Collected data ->
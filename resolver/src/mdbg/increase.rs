//! The k-increase transform: one step grows the word of every unfrozen
//! vertex by a single symbol, and the driver repeats steps until the graph is
//! fully frozen or the saturating bound is reached.
//!
//! A step is atomic from the caller's point of view: it runs three phases over
//! a snapshot of the unfrozen vertex set, and between steps every invariant of
//! the graph holds. The transform is single-threaded by design.

use std::collections::{BTreeMap, HashMap};
use std::sync::atomic::{AtomicBool, Ordering};
use std::sync::Arc;

use crate::error::ResolveError;
use crate::multigraph::{EdgeId, NodeId};

use super::MultiplexDbg;

#[derive(Debug, Clone, Copy, PartialEq, Eq, Hash)]
enum Side {
    In,
    Out,
}

impl Side {
    fn opposite(self) -> Self {
        match self {
            Side::In => Side::Out,
            Side::Out => Side::In,
        }
    }
}

/// What a single step did.
#[derive(Debug, Clone, Copy)]
pub struct StepReport {
    pub frozen_now: usize,
    pub all_frozen: bool,
}

#[derive(Debug, Clone)]
pub struct KIncreaser {
    start_k: usize,
    saturating_k: usize,
    debug: bool,
    cancel: Option<Arc<AtomicBool>>,
}

impl KIncreaser {
    pub fn new(start_k: usize, saturating_k: usize, debug: bool) -> Self {
        assert!(start_k <= saturating_k);
        Self {
            start_k,
            saturating_k,
            debug,
            cancel: None,
        }
    }
    /// Install a flag checked between steps; a cancelled transform leaves the
    /// graph in the consistent state of the last completed step.
    pub fn with_cancel_flag(mut self, flag: Arc<AtomicBool>) -> Self {
        self.cancel = Some(flag);
        self
    }

    /// One transform step.
    pub fn increase(&self, mdbg: &mut MultiplexDbg) -> Result<StepReport, ResolveError> {
        let frozen_before = mdbg.frozen_count();
        let snapshot = mdbg.unfrozen_vertices();
        // Phase 1: a vertex with exactly one unambiguous side absorbs one
        // symbol from its lone edge there. A vertex whose word is within one
        // symbol of spanning that whole edge freezes instead (the same
        // threshold the frost uses; two unfrozen tips eating the same edge
        // from both ends have no frozen seed to spread from).
        for &v in snapshot.iter() {
            let indegree = mdbg.in_degree(v);
            let outdegree = mdbg.out_degree(v);
            if (indegree == 1) != (outdegree == 1) {
                let e = if indegree == 1 {
                    mdbg.graph.in_edges(v).next().unwrap()
                } else {
                    mdbg.graph.out_edges(v).next().unwrap()
                };
                if mdbg.full_edge_size(e) <= 1 + mdbg.vertex(v).len() {
                    mdbg.freeze_vertex(v);
                } else {
                    mdbg.increase_vertex(v, 1);
                }
            }
        }
        // Phase 2: dismantle complex vertices along their resolved pairs.
        let mut splits: HashMap<(EdgeId, Side), NodeId> = HashMap::new();
        let mut connectors: HashMap<(EdgeId, EdgeId), EdgeId> = HashMap::new();
        for &v in snapshot.iter() {
            if mdbg.contains_vertex(v)
                && !mdbg.vertex(v).is_frozen()
                && mdbg.is_vertex_complex(v)
            {
                self.process_complex_vertex(mdbg, v, &mut splits, &mut connectors);
            }
        }
        link_split_siblings(mdbg, &splits, &connectors);
        // Phase 3: merge the edge chains through the 1-in-1-out vertices the
        // splitting left behind.
        for v in mdbg.unfrozen_vertices() {
            if !mdbg.contains_vertex(v) || mdbg.vertex(v).is_frozen() {
                continue;
            }
            if mdbg.in_degree(v) == 1 && mdbg.out_degree(v) == 1 {
                let e1 = mdbg.graph.in_edges(v).next().unwrap();
                let e2 = mdbg.graph.out_edges(v).next().unwrap();
                if e1 != e2 {
                    mdbg.merge_edges(e1, e2);
                }
            }
        }
        mdbg.freeze_isolated_loops();
        mdbg.spread_frost();
        mdbg.prune_broken_siblings();
        if self.debug {
            mdbg.assert_validity()?;
        }
        Ok(StepReport {
            frozen_now: mdbg.frozen_count() - frozen_before,
            all_frozen: mdbg.is_frozen(),
        })
    }

    /// Split a complex vertex: every incident edge is detached onto a fresh
    /// copy of the vertex word, each copy absorbs the one symbol its edge
    /// determines, and the resolved pairs are bridged by connecting edges.
    /// A vertex whose evidence no longer pairs every edge is frozen instead.
    fn process_complex_vertex(
        &self,
        mdbg: &mut MultiplexDbg,
        v: NodeId,
        splits: &mut HashMap<(EdgeId, Side), NodeId>,
        connectors: &mut HashMap<(EdgeId, EdgeId), EdgeId>,
    ) {
        let (s2e, e2s) = mdbg.edge_pairs_vertex(v);
        let in_edges = mdbg.in_edge_indexes(v);
        let out_edges = mdbg.out_edge_indexes(v);
        if in_edges.iter().any(|e| !s2e.contains_key(e))
            || out_edges.iter().any(|e| !e2s.contains_key(e))
        {
            debug!("Vertex {} lost its pairing evidence, freezing", v);
            mdbg.freeze_vertex(v);
            return;
        }
        let word = mdbg.vertex(v).seq().clone();
        let mut in_split: BTreeMap<EdgeId, NodeId> = BTreeMap::new();
        let mut out_split: BTreeMap<EdgeId, NodeId> = BTreeMap::new();
        for &e in in_edges.iter() {
            let x = mdbg.new_vertex(word.clone());
            let from = mdbg.graph.edge_from(e);
            mdbg.graph.move_edge(e, from, x);
            in_split.insert(e, x);
            splits.insert((e, Side::In), x);
        }
        for &f in out_edges.iter() {
            let y = mdbg.new_vertex(word.clone());
            // for a self-loop the target is already the in-side split
            let to = mdbg.graph.edge_to(f);
            mdbg.graph.move_edge(f, y, to);
            out_split.insert(f, y);
            splits.insert((f, Side::Out), y);
        }
        if let Some(w) = mdbg.vertex(v).rc() {
            // the twin is dismantled by its own resolution
            if w != v && mdbg.contains_vertex(w) && mdbg.vertex(w).rc() == Some(v) {
                mdbg.graph.node_prop_mut(w).set_rc(None);
            }
        }
        mdbg.graph.remove_node(v);
        for &x in in_split.values() {
            mdbg.increase_vertex(x, 1);
        }
        for &y in out_split.values() {
            mdbg.increase_vertex(y, 1);
        }
        for (&e, outs) in s2e.iter() {
            for &f in outs.iter() {
                let id = mdbg.add_connecting_edge(in_split[&e], out_split[&f], e, f);
                connectors.insert((e, f), id);
            }
        }
    }

    /// Apply steps until every vertex is frozen or `k` hits the saturating
    /// bound. Returns the final `k`.
    pub fn increase_until_saturation(
        &self,
        mdbg: &mut MultiplexDbg,
    ) -> Result<usize, ResolveError> {
        let mut k = self.start_k;
        info!("Increasing k from {} toward {}", self.start_k, self.saturating_k);
        while !mdbg.is_frozen() && k < self.saturating_k {
            if let Some(flag) = self.cancel.as_ref() {
                if flag.load(Ordering::Relaxed) {
                    info!("Cancelled between steps at k={}", k);
                    return Err(ResolveError::Cancelled { k });
                }
            }
            let min_before = mdbg.min_unfrozen_len();
            let report = self.increase(mdbg)?;
            k += 1;
            debug!("STEP\tk={}\t{}", k, mdbg);
            if report.frozen_now == 0
                && !report.all_frozen
                && mdbg.min_unfrozen_len() <= min_before
            {
                return Err(ResolveError::Stuck { k });
            }
        }
        if !self.debug {
            mdbg.assert_validity()?;
        }
        info!("Finished increasing k at {}", k);
        Ok(k)
    }
}

/// After all complex vertices of a step are split, pair the new vertices and
/// connecting edges with their reverse-complement siblings: the split for an
/// incoming edge mirrors the split for the edge's twin on the outgoing side,
/// and the bridge for `(e, f)` mirrors the bridge for `(rc(f), rc(e))`.
fn link_split_siblings(
    mdbg: &mut MultiplexDbg,
    splits: &HashMap<(EdgeId, Side), NodeId>,
    connectors: &HashMap<(EdgeId, EdgeId), EdgeId>,
) {
    for (&(e, side), &x) in splits.iter() {
        if mdbg.vertex(x).rc().is_some() {
            continue;
        }
        if let Some(t) = mdbg.edge(e).rc() {
            if let Some(&x2) = splits.get(&(t, side.opposite())) {
                mdbg.graph.node_prop_mut(x).set_rc(Some(x2));
                mdbg.graph.node_prop_mut(x2).set_rc(Some(x));
            }
        }
    }
    for (&(e, f), &c) in connectors.iter() {
        if mdbg.edge(c).rc().is_some() {
            continue;
        }
        if let (Some(te), Some(tf)) = (mdbg.edge(e).rc(), mdbg.edge(f).rc()) {
            if let Some(&c2) = connectors.get(&(tf, te)) {
                mdbg.graph.edge_prop_mut(c).set_rc(Some(c2));
                mdbg.graph.edge_prop_mut(c2).set_rc(Some(c));
            }
        }
    }
}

Exercise aim ->
Set down again, word for word, the stretch of records from the line with "mdbg.min_unfrozen_len() <= min_before" to the line with "if let Some(t)", both of those lines included.

Result ->
                && mdbg.min_unfrozen_len() <= min_before
            {
                return Err(ResolveError::Stuck { k });
            }
        }
        if !self.debug {
            mdbg.assert_validity()?;
        }
        info!("Finished increasing k at {}", k);
        Ok(k)
    }
}

/// After all complex vertices of a step are split, pair the new vertices and
/// connecting edges with their reverse-complement siblings: the split for an
/// incoming edge mirrors the split for the edge's twin on the outgoing side,
/// and the bridge for `(e, f)` mirrors the bridge for `(rc(f), rc(e))`.
fn link_split_siblings(
    mdbg: &mut MultiplexDbg,
    splits: &HashMap<(EdgeId, Side), NodeId>,
    connectors: &HashMap<(EdgeId, EdgeId), EdgeId>,
) {
    for (&(e, side), &x) in splits.iter() {
        if mdbg.vertex(x).rc().is_some() {
            continue;
        }
        if let Some(t) = mdbg.edge(e).rc() {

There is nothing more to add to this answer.